Dataset excerpts
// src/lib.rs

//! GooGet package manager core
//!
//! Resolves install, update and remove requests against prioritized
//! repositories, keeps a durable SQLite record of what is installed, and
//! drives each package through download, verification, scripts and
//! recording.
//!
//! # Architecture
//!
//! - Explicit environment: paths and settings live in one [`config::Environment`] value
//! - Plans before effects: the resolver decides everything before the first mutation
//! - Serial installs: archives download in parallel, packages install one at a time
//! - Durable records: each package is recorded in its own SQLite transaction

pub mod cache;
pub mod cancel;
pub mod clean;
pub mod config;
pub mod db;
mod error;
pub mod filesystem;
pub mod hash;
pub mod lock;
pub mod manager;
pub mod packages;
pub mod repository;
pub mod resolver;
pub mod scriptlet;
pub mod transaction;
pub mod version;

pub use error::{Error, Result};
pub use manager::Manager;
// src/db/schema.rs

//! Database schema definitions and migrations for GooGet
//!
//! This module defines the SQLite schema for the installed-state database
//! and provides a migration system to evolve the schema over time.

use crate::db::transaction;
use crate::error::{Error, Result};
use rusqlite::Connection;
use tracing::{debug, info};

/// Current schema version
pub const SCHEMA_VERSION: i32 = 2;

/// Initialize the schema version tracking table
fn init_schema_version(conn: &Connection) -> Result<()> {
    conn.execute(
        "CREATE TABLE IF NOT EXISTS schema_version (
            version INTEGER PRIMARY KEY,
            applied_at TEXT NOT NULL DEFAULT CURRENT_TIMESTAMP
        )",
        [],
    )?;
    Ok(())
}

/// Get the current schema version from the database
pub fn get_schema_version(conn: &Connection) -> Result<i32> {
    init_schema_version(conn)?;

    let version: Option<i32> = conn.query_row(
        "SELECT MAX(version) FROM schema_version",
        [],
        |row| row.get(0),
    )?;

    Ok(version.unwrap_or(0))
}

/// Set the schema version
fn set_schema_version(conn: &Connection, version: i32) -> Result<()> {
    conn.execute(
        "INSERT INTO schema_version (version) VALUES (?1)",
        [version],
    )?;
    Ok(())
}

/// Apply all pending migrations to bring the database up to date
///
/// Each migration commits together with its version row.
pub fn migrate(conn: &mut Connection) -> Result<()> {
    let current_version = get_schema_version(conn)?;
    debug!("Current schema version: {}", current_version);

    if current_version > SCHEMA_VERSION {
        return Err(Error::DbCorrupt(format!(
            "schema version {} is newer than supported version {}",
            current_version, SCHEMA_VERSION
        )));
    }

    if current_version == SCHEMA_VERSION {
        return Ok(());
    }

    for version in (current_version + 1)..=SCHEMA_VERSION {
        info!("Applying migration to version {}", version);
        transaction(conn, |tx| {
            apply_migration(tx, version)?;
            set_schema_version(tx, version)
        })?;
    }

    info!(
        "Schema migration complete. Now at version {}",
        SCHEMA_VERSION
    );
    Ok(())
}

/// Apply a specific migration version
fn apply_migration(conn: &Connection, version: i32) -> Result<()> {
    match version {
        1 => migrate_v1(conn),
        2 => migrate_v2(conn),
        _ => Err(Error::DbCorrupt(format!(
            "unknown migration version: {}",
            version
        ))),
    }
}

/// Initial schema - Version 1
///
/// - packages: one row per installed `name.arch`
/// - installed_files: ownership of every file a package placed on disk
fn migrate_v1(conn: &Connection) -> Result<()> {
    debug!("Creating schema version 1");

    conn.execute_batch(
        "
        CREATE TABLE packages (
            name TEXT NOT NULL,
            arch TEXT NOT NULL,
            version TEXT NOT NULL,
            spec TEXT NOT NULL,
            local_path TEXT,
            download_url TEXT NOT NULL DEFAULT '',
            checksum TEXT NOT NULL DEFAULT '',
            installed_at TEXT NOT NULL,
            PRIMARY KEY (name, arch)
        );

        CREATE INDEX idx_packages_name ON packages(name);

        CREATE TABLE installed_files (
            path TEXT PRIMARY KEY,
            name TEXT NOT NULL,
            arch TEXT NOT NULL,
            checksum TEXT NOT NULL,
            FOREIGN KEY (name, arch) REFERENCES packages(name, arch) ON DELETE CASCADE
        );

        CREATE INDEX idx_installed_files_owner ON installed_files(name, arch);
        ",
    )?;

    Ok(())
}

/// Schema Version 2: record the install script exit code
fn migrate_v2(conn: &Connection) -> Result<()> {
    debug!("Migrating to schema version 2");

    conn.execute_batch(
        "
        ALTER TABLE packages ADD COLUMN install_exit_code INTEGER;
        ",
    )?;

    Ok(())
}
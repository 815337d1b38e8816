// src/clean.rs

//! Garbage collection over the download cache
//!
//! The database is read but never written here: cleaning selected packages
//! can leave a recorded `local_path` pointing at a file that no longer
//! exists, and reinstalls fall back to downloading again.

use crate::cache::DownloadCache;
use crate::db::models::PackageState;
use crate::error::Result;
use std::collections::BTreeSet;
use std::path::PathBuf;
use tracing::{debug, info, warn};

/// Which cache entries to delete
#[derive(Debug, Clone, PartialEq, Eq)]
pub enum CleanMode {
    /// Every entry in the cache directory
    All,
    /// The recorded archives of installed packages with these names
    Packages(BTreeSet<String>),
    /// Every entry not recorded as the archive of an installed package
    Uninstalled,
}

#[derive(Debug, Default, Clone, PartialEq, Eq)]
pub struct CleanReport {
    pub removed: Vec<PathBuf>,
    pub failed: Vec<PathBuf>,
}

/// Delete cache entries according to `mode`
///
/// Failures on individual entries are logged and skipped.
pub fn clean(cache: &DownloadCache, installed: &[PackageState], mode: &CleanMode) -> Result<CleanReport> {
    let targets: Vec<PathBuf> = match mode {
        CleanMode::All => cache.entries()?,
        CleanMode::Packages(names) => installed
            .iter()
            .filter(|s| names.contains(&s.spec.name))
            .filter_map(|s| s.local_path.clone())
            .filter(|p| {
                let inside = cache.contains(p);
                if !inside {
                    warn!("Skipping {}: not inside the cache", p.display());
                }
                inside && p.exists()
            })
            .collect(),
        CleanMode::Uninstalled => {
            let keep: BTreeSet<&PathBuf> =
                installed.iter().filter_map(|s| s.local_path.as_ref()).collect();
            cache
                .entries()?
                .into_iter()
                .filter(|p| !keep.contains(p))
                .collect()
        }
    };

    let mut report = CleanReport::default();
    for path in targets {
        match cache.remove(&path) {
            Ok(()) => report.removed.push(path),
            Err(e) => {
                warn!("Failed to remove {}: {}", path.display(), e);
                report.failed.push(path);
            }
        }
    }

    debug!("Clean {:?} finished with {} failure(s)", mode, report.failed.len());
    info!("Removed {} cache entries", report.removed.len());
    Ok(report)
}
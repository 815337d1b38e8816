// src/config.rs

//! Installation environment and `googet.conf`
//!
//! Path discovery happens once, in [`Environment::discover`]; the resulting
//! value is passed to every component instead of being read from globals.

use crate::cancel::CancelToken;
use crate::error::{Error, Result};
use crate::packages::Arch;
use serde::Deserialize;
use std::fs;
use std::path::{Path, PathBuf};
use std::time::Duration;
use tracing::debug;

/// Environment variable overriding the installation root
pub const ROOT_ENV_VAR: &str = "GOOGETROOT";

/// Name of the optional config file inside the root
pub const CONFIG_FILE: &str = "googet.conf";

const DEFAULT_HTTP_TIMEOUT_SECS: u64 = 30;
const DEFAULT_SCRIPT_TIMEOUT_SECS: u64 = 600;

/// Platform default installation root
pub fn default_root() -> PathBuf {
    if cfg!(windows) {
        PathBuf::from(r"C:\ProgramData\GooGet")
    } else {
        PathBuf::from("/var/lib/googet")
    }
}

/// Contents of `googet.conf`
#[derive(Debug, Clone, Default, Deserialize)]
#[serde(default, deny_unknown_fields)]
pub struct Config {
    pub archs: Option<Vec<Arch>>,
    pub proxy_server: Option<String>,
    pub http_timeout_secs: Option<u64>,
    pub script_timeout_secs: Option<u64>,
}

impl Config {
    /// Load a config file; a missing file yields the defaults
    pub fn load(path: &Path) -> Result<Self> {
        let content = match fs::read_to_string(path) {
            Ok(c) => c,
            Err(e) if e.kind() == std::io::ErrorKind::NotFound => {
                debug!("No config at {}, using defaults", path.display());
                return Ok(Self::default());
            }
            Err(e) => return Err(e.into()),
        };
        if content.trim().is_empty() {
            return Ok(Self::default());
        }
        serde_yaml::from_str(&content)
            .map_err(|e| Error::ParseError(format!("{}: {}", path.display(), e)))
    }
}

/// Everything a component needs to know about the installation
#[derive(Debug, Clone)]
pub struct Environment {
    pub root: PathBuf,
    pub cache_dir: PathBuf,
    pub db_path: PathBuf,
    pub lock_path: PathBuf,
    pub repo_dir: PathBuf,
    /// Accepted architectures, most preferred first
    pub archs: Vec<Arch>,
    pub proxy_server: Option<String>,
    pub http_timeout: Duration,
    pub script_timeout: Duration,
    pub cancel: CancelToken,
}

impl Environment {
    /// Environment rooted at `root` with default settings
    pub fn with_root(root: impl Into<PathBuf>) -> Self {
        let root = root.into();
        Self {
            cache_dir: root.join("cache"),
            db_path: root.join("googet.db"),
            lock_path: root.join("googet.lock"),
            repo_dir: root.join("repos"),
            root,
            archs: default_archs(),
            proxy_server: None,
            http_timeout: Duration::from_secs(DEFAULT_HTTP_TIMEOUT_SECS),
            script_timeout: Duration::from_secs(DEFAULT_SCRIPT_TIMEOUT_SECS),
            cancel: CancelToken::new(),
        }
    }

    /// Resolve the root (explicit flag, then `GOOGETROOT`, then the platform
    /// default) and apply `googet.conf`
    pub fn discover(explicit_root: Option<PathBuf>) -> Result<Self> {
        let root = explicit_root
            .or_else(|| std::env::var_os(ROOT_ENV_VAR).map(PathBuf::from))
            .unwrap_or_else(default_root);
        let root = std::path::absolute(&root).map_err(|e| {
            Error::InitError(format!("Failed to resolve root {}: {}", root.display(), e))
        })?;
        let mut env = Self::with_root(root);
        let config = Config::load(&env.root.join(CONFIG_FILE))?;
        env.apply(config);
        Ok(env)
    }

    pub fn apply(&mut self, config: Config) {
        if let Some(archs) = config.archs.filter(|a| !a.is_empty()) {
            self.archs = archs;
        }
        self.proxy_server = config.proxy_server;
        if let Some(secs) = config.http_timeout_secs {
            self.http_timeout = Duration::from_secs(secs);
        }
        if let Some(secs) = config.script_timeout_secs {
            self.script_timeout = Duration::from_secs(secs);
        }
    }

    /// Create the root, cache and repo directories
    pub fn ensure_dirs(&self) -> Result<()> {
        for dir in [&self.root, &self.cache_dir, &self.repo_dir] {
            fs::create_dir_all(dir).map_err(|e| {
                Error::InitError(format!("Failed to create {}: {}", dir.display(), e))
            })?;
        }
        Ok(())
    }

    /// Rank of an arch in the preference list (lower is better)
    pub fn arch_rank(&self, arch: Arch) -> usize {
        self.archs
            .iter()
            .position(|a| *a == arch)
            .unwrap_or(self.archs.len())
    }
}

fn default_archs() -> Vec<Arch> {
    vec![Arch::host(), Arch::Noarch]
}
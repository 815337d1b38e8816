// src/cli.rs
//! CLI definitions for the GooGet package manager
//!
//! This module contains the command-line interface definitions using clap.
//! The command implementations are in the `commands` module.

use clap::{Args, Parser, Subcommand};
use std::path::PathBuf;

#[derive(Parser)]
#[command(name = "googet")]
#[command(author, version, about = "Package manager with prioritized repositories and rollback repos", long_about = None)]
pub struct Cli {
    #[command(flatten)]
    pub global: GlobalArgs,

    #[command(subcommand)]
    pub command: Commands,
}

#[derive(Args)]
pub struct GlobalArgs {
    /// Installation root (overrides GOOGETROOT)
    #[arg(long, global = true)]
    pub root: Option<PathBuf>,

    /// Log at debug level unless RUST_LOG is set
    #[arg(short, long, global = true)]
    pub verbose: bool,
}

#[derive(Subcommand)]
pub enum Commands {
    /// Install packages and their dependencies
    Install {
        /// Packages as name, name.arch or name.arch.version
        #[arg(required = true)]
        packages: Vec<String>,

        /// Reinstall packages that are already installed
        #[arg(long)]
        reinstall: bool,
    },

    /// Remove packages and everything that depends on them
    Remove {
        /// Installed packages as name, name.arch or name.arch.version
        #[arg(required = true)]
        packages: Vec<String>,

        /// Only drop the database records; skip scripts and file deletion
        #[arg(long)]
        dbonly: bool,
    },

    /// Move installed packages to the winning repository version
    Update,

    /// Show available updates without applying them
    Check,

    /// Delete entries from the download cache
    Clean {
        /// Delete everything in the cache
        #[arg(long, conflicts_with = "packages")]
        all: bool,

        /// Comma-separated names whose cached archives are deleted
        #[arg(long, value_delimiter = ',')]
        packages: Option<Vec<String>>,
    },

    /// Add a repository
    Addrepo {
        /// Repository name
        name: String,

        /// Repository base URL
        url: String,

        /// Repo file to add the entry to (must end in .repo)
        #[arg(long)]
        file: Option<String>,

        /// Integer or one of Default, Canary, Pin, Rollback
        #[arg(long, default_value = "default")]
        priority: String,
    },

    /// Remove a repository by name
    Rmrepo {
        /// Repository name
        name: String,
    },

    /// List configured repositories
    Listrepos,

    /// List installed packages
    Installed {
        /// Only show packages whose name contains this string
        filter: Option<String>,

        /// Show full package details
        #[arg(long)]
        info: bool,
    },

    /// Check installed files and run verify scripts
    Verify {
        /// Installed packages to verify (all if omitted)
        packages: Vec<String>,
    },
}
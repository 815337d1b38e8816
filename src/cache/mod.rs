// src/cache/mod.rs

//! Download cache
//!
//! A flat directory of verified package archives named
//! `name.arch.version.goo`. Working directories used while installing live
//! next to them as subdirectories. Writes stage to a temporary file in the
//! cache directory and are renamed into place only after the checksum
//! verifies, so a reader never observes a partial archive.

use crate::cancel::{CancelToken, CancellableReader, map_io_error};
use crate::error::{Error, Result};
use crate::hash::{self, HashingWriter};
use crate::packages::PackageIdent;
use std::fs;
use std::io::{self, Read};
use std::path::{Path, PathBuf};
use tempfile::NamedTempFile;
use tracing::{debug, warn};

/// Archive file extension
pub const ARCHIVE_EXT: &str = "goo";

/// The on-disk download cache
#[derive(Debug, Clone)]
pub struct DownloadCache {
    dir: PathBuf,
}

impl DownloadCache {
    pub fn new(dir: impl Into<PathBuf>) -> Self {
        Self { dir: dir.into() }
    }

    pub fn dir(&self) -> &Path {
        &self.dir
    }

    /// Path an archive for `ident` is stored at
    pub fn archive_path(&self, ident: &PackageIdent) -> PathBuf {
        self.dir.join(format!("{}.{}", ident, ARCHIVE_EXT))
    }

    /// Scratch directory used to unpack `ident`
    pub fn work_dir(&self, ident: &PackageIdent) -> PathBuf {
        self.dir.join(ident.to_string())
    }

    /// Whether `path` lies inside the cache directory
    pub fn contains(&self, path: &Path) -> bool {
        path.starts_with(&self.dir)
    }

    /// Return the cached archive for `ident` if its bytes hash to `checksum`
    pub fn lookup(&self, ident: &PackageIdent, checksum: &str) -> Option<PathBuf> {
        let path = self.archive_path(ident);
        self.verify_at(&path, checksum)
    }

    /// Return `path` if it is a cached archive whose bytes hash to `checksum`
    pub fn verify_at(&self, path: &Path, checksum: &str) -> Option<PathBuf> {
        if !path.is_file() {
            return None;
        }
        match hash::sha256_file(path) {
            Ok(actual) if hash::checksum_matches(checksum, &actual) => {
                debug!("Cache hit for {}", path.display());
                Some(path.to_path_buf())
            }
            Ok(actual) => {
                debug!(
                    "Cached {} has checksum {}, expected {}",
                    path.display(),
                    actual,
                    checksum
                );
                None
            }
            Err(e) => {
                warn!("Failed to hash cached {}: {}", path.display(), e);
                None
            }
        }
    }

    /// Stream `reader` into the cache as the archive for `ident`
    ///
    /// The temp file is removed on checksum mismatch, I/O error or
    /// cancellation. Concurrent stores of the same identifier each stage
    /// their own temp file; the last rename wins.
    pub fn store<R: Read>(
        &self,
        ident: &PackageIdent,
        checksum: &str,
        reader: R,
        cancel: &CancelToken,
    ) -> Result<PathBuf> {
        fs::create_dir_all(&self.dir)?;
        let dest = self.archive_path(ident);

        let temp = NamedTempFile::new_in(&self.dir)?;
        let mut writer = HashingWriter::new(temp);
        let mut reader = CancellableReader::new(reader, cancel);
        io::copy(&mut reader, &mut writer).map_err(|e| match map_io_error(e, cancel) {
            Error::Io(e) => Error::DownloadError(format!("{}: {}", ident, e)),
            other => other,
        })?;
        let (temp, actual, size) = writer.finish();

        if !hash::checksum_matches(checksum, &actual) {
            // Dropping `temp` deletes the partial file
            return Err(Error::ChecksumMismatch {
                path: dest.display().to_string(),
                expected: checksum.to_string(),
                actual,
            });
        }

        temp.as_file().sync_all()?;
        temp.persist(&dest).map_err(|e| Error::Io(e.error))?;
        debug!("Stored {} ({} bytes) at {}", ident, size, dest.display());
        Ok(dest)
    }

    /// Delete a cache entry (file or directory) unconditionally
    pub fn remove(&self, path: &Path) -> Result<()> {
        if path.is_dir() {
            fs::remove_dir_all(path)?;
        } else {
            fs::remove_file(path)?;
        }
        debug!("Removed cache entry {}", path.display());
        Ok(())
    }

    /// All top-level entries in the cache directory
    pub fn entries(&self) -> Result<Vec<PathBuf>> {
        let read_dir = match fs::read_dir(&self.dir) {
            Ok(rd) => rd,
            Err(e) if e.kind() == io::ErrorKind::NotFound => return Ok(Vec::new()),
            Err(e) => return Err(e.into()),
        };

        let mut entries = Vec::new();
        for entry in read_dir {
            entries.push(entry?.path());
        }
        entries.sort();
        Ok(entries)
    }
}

- [Work required] Could you write out exactly the lines above, starting at the first one and ending with the line that has "the first mutation"?

- [Solution to this exercise]
// src/lib.rs

//! GooGet package manager core
//!
//! Resolves install, update and remove requests against prioritized
//! repositories, keeps a durable SQLite record of what is installed, and
//! drives each package through download, verification, scripts and
//! recording.
//!
//! # Architecture
//!
//! - Explicit environment: paths and settings live in one [`config::Environment`] value
//! - Plans before effects: the resolver decides everything before the first mutation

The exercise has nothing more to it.